There are three main concepts (concretized as traits) that tracing uses. They are spans, events, and subscribers.

Spans

Spans represent a period of time, as opposed to a log record which occurs at a moment in time. When you create a span, whatever happens within the span will be contextualized within it. Spans have a slightly confusing syntax by making use of RAII guards. From the documentation:

use tracing::{span, Level};
let span = span!(Level::TRACE, "my_span");
// `enter` returns a RAII guard which, when dropped, exits the span. this
// indicates that we are in the span for the current lexical scope.
let _enter = span.enter();
// perform some work in the context of `my_span`...

Side Note - The confusingly named RAII stands for Resource Acquisition is Initialization, but it’s basically a programming paradigm which restricts a resource to being acquired only if the variable associated with the resource is properly initialized. If any problems occur during initialization, the resource will not be acquired. Since the acquisition of a resource is tied to the initialization of the variable, when the variable goes out of scope and is dropped, the resource is dropped along with it, preventing memory leaks. RAII is therefore a pattern that makes it much easier to reason about memory management. In the example above, the _enter variable works as a guard, which is the allocated resource that, when dropped, will also drop the span. This was still a point of confusion for me, I don’t quite understand why the span variable itself can’t be what ends the scope when dropped. And actually, it can be! You could do this instead:

let _span = info_span!("something_interesting").entered();

So now you’re creating the span and returning the guard immediately, instead of saving the guard as a separate variable. The reason for allowing the creation of the span to be different from the acquisition and initialization of the span is that it allows for fine-grained control of when the span is entered and exited. I think in most default cases this control is not necessary, but if there was something in a function that you didn’t want tracing to capture, for whatever reason, then you could call .exit() there and reenter the span later.

Events

An Event is more like a log in that it it represents a moment in time, and can be used in conjunction with Span, i.e.:

let span = span!(Level::INFO, "my_span");
let _guard = span.enter();

// records an event within "my_span".
event!(Level::DEBUG, "something happened inside my_span");

Subscribers

Lastly, Subscriber is a trait that also uses the facade pattern mentioned earlier to manage the lifecycle of a Span or Event, and Subscriber is notified when the span methods .enter() or .exit() take place, or when an Event takes place. Because it uses the facade pattern, here, like in log, we are again we are in charge of choosing our own subscriber. The book uses tracing-subscriber, which uses a trait called Layer to introduce the concept of an extensible processing pipeline for span data (meaning you can piecemeal add layers that have different functionality based on what you want to achieve).

Remainder

Our application uses three layers to add to our subscriber to remove logs based on their log levels and formats as JSON for easy outputting later. The remainder of the chapter focuses on implementing tracing in the code with the knowledge above.

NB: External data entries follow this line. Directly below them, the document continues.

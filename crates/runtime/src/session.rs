//! Session management and the tool-call resolution loop.

use crate::model::{
    AgentDefinition, Backend, ConversationId, FunctionCall, FunctionCallOutput, ModelRequest,
    TurnInput,
};
use crate::tools::{ToolCall, ToolCatalog, ToolHost};
use crate::{Error, Result};
use serde_json::{Map, Value};
use tracing::Instrument;
use uuid::Uuid;

/// Default bound on tool rounds per turn.
pub const DEFAULT_MAX_ITERATIONS: usize = 10;

/// Hooks for watching a turn while it resolves.
///
/// Both methods default to doing nothing.
pub trait TurnObserver: Send + Sync {
    /// Called before a function runs, with its decoded arguments.
    fn on_function_call(&self, _name: &str, _arguments: &Value) {}

    /// Called with the output about to be sent back to the model.
    fn on_function_output(&self, _name: &str, _output: &str) {}
}

impl TurnObserver for () {}

/// A conversation with a hosted agent.
///
/// The server keeps the history; the session only holds the conversation
/// id and the agent's definition, and resolves function calls locally.
pub struct Session<B, T> {
    backend: B,
    tools: T,
    agent: AgentDefinition,
    catalog: ToolCatalog,
    conversation: ConversationId,
    max_iterations: usize,
}

impl<B: Backend, T: ToolHost> Session<B, T> {
    /// Validate the agent's tools against `tools` and open a conversation.
    pub async fn start(backend: B, tools: T, agent: AgentDefinition) -> Result<Self> {
        let catalog = ToolCatalog::new(&agent.tools, &tools)?;
        let conversation = backend.create_conversation().await?;
        tracing::info!(
            conversation = %conversation,
            model = %agent.model,
            functions = ?catalog.names().collect::<Vec<_>>(),
            "session started"
        );

        Ok(Self {
            backend,
            tools,
            agent,
            catalog,
            conversation,
            max_iterations: DEFAULT_MAX_ITERATIONS,
        })
    }

    /// Set the number of tool rounds allowed per turn.
    pub fn with_max_iterations(mut self, max_iterations: usize) -> Self {
        self.max_iterations = max_iterations;
        self
    }

    pub fn conversation_id(&self) -> &ConversationId {
        &self.conversation
    }

    /// Send a user message and return the agent's final text.
    pub async fn resolve(&self, message: &str) -> Result<String> {
        self.resolve_observed(message, &()).await
    }

    /// Like [`resolve`](Self::resolve), reporting each function call to
    /// `observer`.
    pub async fn resolve_observed(
        &self,
        message: &str,
        observer: &impl TurnObserver,
    ) -> Result<String> {
        if message.trim().is_empty() {
            return Err(Error::InvalidState("empty message".into()));
        }

        let span = tracing::info_span!(
            "turn",
            turn_id = %Uuid::new_v4(),
            conversation = %self.conversation,
        );
        self.run_turn(message, observer).instrument(span).await
    }

    async fn run_turn(&self, message: &str, observer: &impl TurnObserver) -> Result<String> {
        let mut input = TurnInput::Message(message.to_string());
        let mut parts: Vec<String> = Vec::new();
        let mut rounds = 0;

        loop {
            let response = self.backend.respond(self.request(&input)).await?;
            parts.extend(response.texts().map(str::to_string));

            let calls = response.function_calls();
            if calls.is_empty() {
                tracing::debug!(rounds, response = %response.id, "turn complete");
                return Ok(parts.join("\n").trim().to_string());
            }
            if rounds == self.max_iterations {
                tracing::warn!(limit = self.max_iterations, "tool round limit reached");
                return Err(Error::MaxIterationsExceeded {
                    limit: self.max_iterations,
                });
            }
            rounds += 1;
            tracing::debug!(round = rounds, calls = calls.len(), "resolving function calls");

            let mut outputs = Vec::with_capacity(calls.len());
            for call in calls {
                let output = self.dispatch(call, observer).await;
                outputs.push(FunctionCallOutput {
                    call_id: call.call_id.clone(),
                    output,
                });
            }
            input = TurnInput::FunctionOutputs(outputs);
        }
    }

    fn request<'a>(&'a self, input: &'a TurnInput) -> ModelRequest<'a> {
        ModelRequest {
            model: &self.agent.model,
            instructions: &self.agent.instructions,
            tools: &self.agent.tools,
            conversation: &self.conversation,
            input,
        }
    }

    async fn dispatch(&self, call: &FunctionCall, observer: &impl TurnObserver) -> String {
        let arguments = decode_arguments(call);
        observer.on_function_call(&call.name, &arguments);

        let output = if self.catalog.contains(&call.name) {
            let tool_call = ToolCall {
                id: call.call_id.clone(),
                name: call.name.clone(),
                input: arguments,
            };
            match self.tools.execute(&tool_call).await {
                Ok(output) => output,
                Err(e) => {
                    tracing::warn!(name = %call.name, error = %e, "tool failed");
                    format!("Error: {e}")
                }
            }
        } else {
            tracing::warn!(name = %call.name, "model called an unknown function");
            format!("Error: unknown function '{}'", call.name)
        };

        observer.on_function_output(&call.name, &output);
        output
    }
}

/// Arguments as a JSON object; anything else becomes `{}`.
fn decode_arguments(call: &FunctionCall) -> Value {
    if call.arguments.trim().is_empty() {
        return Value::Object(Map::new());
    }
    match serde_json::from_str::<Value>(&call.arguments) {
        Ok(value @ Value::Object(_)) => value,
        Ok(_) | Err(_) => {
            tracing::warn!(
                name = %call.name,
                call_id = %call.call_id,
                "function arguments are not a JSON object; using {{}}"
            );
            Value::Object(Map::new())
        }
    }
}
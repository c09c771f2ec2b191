use std::time::Duration;
use thiserror::Error;

/// Warehouse errors.
///
/// The display text of a query failure is what the model sees after
/// `SQL Error: `, so backend messages are passed through unwrapped.
#[derive(Debug, Error)]
#[non_exhaustive]
pub enum Error {
    #[error("{0}")]
    Sqlite(#[from] rusqlite::Error),

    #[error("{0}")]
    Sql(#[from] tiberius::error::Error),

    #[error(transparent)]
    Credential(#[from] identity::Error),

    #[error("connection failed: {0}")]
    Io(#[from] std::io::Error),

    #[error("query timed out after {}", display_timeout(.0))]
    Timeout(Duration),

    #[error("SQL endpoint not available")]
    EndpointUnavailable,

    #[error("invalid SQL endpoint: {0}")]
    InvalidEndpoint(String),

    #[error("fabric api: {0}")]
    Api(String),

    #[error("query task failed: {0}")]
    Task(String),
}

pub type Result<T> = std::result::Result<T, Error>;

/// Whole seconds as `60s`; anything finer as `Duration`'s debug form
/// (`200ms`, `1.5s`).
fn display_timeout(timeout: &Duration) -> String {
    if timeout.subsec_nanos() == 0 {
        format!("{}s", timeout.as_secs())
    } else {
        format!("{timeout:?}")
    }
}

#[cfg(test)]
mod tests {
    use super::*;

    #[test]
    fn timeout_display() {
        let whole = Error::Timeout(Duration::from_secs(60));
        assert_eq!(whole.to_string(), "query timed out after 60s");

        let short = Error::Timeout(Duration::from_millis(200));
        assert_eq!(short.to_string(), "query timed out after 200ms");

        let mixed = Error::Timeout(Duration::from_millis(1500));
        assert_eq!(mixed.to_string(), "query timed out after 1.5s");
    }
}
use thiserror::Error;

/// Credential errors.
///
/// This enum is marked `#[non_exhaustive]` to allow adding new variants
/// in future versions without breaking downstream code.
#[derive(Debug, Error)]
#[non_exhaustive]
pub enum Error {
    /// The credential source is not configured in this environment.
    #[error("credential unavailable: {0}")]
    Unavailable(String),

    /// The token endpoint could not be reached.
    #[error("network error: {0}")]
    Network(String),

    /// The token endpoint rejected the request.
    #[error("authentication failed: {0}")]
    Authentication(String),

    /// The token response could not be understood.
    #[error("invalid token response: {0}")]
    InvalidResponse(String),

    /// Running the Azure CLI failed.
    #[error("azure cli: {0}")]
    Cli(String),

    /// Every source in a chain failed.
    #[error("no credential source succeeded:\n{}", .0.join("\n"))]
    Exhausted(Vec<String>),
}

pub type Result<T> = std::result::Result<T, Error>;
//! Cell rendering shared by the backends.
//!
//! Values are shown the way the agent's prompt examples show them: floats
//! use the shortest round-trip digits with a decimal point or a two-digit
//! exponent, booleans are `True`/`False`, bytes are `b'..'` literals and
//! timestamps carry microseconds only when they have some.

use chrono::{DateTime, FixedOffset, NaiveDateTime, NaiveTime, Timelike};

/// Exponents outside `[-4, 16)` switch to scientific notation.
const MIN_PLAIN_EXP: i32 = -4;
const MAX_PLAIN_EXP: i32 = 16;

pub(crate) fn float(v: f64) -> String {
    if v.is_nan() {
        return "nan".to_string();
    }
    if v.is_infinite() {
        let sign = if v > 0.0 { "" } else { "-" };
        return format!("{sign}inf");
    }

    let scientific = format!("{v:e}");
    let (mantissa, exp) = match scientific.split_once('e') {
        Some((mantissa, exp)) => (mantissa, exp.parse::<i32>().unwrap_or(0)),
        None => (scientific.as_str(), 0),
    };

    if v != 0.0 && !(MIN_PLAIN_EXP..MAX_PLAIN_EXP).contains(&exp) {
        let sign = if exp < 0 { '-' } else { '+' };
        format!("{mantissa}e{sign}{:02}", exp.unsigned_abs())
    } else if v.fract() == 0.0 {
        format!("{v:.1}")
    } else {
        v.to_string()
    }
}

pub(crate) fn boolean(v: bool) -> String {
    let s = if v { "True" } else { "False" };
    s.to_string()
}

pub(crate) fn bytes(v: &[u8]) -> String {
    format!("b'{}'", v.escape_ascii())
}

pub(crate) fn datetime(v: NaiveDateTime) -> String {
    format!("{}{}", v.format("%Y-%m-%d %H:%M:%S"), micros(v.nanosecond()))
}

pub(crate) fn datetime_offset(v: DateTime<FixedOffset>) -> String {
    format!(
        "{}{}{}",
        v.format("%Y-%m-%d %H:%M:%S"),
        micros(v.nanosecond()),
        v.format("%:z")
    )
}

pub(crate) fn time(v: NaiveTime) -> String {
    format!("{}{}", v.format("%H:%M:%S"), micros(v.nanosecond()))
}

/// `.ffffff` when the sub-second part has microseconds, else nothing.
fn micros(nanos: u32) -> String {
    let micros = (nanos % 1_000_000_000) / 1_000;
    if micros == 0 {
        String::new()
    } else {
        format!(".{micros:06}")
    }
}
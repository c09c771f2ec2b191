use thiserror::Error;

/// Errors that can occur during tool execution.
///
/// None of these end a turn: the session hands the display text back to
/// the model as the function output.
#[derive(Debug, Clone, PartialEq, Eq, Error)]
pub enum ToolError {
    #[error("tool not found: {0}")]
    NotFound(String),
    #[error("execution failed: {0}")]
    Execution(String),
}
use super::errors::ModelError;
use serde::{Deserialize, Serialize};
use serde_json::Value;
use std::future::Future;

/// The role of a message author.
#[derive(Debug, Clone, Copy, Default, PartialEq, Eq, Serialize, Deserialize)]
#[serde(rename_all = "lowercase")]
pub enum Role {
    System,
    Developer,
    User,
    #[default]
    Assistant,
}

/// Server-held conversation handle.
///
/// Assigned once when the session starts and sent with every request.
#[derive(Debug, Clone, PartialEq, Eq, Hash, Serialize, Deserialize)]
pub struct ConversationId(String);

impl ConversationId {
    pub fn new(id: impl Into<String>) -> Self {
        Self(id.into())
    }

    pub fn as_str(&self) -> &str {
        &self.0
    }
}

impl std::fmt::Display for ConversationId {
    fn fmt(&self, f: &mut std::fmt::Formatter<'_>) -> std::fmt::Result {
        f.write_str(&self.0)
    }
}

/// A function the model asked the client to run.
#[derive(Debug, Clone, PartialEq, Eq, Serialize, Deserialize)]
pub struct FunctionCall {
    /// Correlation id; the output must echo it.
    pub call_id: String,
    pub name: String,
    /// Serialized JSON arguments, exactly as the model produced them.
    pub arguments: String,
}

/// The client's answer to a [`FunctionCall`].
#[derive(Debug, Clone, PartialEq, Eq, Serialize, Deserialize)]
pub struct FunctionCallOutput {
    pub call_id: String,
    pub output: String,
}

/// One item of a model response.
#[derive(Debug, Clone, PartialEq, Eq)]
pub enum ResponseItem {
    /// Text for the user, one entry per content part.
    Message { role: Role, parts: Vec<String> },
    FunctionCall(FunctionCall),
}

/// What the client sends on a request.
#[derive(Debug, Clone, PartialEq, Eq)]
pub enum TurnInput {
    /// The user's message; first request of a turn.
    Message(String),
    /// Results for the previous response's function calls.
    FunctionOutputs(Vec<FunctionCallOutput>),
}

/// A tool definition exposed to the model.
#[derive(Debug, Clone, PartialEq, Serialize, Deserialize)]
pub struct ToolSpec {
    pub name: String,
    pub description: String,
    /// JSON Schema for the arguments object.
    pub parameters: Value,
}

impl ToolSpec {
    /// Parse a function declaration. Hosted tools (search and the like)
    /// return `None`.
    pub fn from_declaration(declaration: &Value) -> Option<Self> {
        if declaration.get("type").and_then(Value::as_str) != Some("function") {
            return None;
        }
        // Older declarations nest the body under "function".
        let body = declaration.get("function").unwrap_or(declaration);
        let name = body.get("name")?.as_str()?.to_string();
        Some(Self {
            name,
            description: body
                .get("description")
                .and_then(Value::as_str)
                .unwrap_or_default()
                .to_string(),
            parameters: body.get("parameters").cloned().unwrap_or(Value::Null),
        })
    }
}

/// Model, instructions and tool declarations of a hosted agent.
#[derive(Debug, Clone, PartialEq)]
pub struct AgentDefinition {
    pub model: String,
    pub instructions: String,
    /// Raw declarations, sent verbatim on every request.
    pub tools: Vec<Value>,
}

/// Token usage statistics.
#[derive(Debug, Clone, Copy, Default, Serialize, Deserialize)]
pub struct Usage {
    pub input_tokens: u32,
    pub output_tokens: u32,
}

/// Everything needed for a model request.
#[derive(Debug, Clone)]
pub struct ModelRequest<'a> {
    pub model: &'a str,
    pub instructions: &'a str,
    pub tools: &'a [Value],
    pub conversation: &'a ConversationId,
    pub input: &'a TurnInput,
}

/// The response from a model.
#[derive(Debug, Clone, Default)]
pub struct ModelResponse {
    pub id: String,
    pub output: Vec<ResponseItem>,
    pub usage: Usage,
}

impl ModelResponse {
    /// Text parts of every message item, in order.
    pub fn texts(&self) -> impl Iterator<Item = &str> {
        self.output
            .iter()
            .filter_map(|item| match item {
                ResponseItem::Message { parts, .. } => Some(parts),
                ResponseItem::FunctionCall(_) => None,
            })
            .flatten()
            .map(String::as_str)
    }

    /// Function calls, in order.
    pub fn function_calls(&self) -> Vec<&FunctionCall> {
        self.output
            .iter()
            .filter_map(|item| match item {
                ResponseItem::FunctionCall(call) => Some(call),
                ResponseItem::Message { .. } => None,
            })
            .collect()
    }
}

/// Trait for conversational model backends.
pub trait Backend: Send + Sync {
    /// Create the server-side conversation for a new session.
    fn create_conversation(
        &self,
    ) -> impl Future<Output = Result<ConversationId, ModelError>> + Send;

    /// Send one request and wait for the complete response.
    fn respond(
        &self,
        request: ModelRequest<'_>,
    ) -> impl Future<Output = Result<ModelResponse, ModelError>> + Send;
}

#[cfg(test)]
mod tests {
    use super::*;
    use serde_json::json;

    fn call(id: &str, name: &str) -> ResponseItem {
        ResponseItem::FunctionCall(FunctionCall {
            call_id: id.into(),
            name: name.into(),
            arguments: "{}".into(),
        })
    }

    #[test]
    fn response_text_and_call_extraction() {
        let response = ModelResponse {
            id: "resp_1".into(),
            output: vec![
                ResponseItem::Message {
                    role: Role::Assistant,
                    parts: vec!["Let me check".into(), "the data".into()],
                },
                call("c1", "execute_sql"),
                call("c2", "execute_sql"),
            ],
            usage: Usage::default(),
        };

        assert_eq!(
            response.texts().collect::<Vec<_>>(),
            vec!["Let me check", "the data"]
        );
        let calls = response.function_calls();
        assert_eq!(calls.len(), 2);
        assert_eq!(calls[0].call_id, "c1");
        assert_eq!(calls[1].call_id, "c2");
    }

    #[test]
    fn flat_function_declaration() {
        let declaration = json!({
            "type": "function",
            "name": "execute_sql",
            "description": "Run SQL",
            "parameters": {"type": "object"}
        });
        assert_eq!(
            ToolSpec::from_declaration(&declaration),
            Some(ToolSpec {
                name: "execute_sql".into(),
                description: "Run SQL".into(),
                parameters: json!({"type": "object"}),
            })
        );
    }

    #[test]
    fn hosted_tools_are_not_functions() {
        let hosted = json!({"type": "azure_ai_search", "azure_ai_search": {}});
        assert_eq!(ToolSpec::from_declaration(&hosted), None);
    }

    #[test]
    fn nested_function_declaration() {
        let nested = json!({
            "type": "function",
            "function": {"name": "execute_sql", "parameters": {}}
        });
        let spec = ToolSpec::from_declaration(&nested).unwrap();
        assert_eq!(spec.name, "execute_sql");
        assert_eq!(spec.description, "");
    }
}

Two important remaining pieces of knowledge which I think are worth knowing.

The first is that the procedural/attribute macro #[tracing::instrument] can make things a lot cleaner by allowing you to tag functions with them instead of having all this instrumentation code scattered among the business logic.

And second, the useful secrecy library is introduced, which allows us to mark certain variables as sensitive (i.e. passwords and the database connection strings that contain them), so that they are by default REDACTED if we try to print them in our logs. To actually use the variable, such as when we construct a database connection string containing a password, we must call the function .expose_secret() explicitly.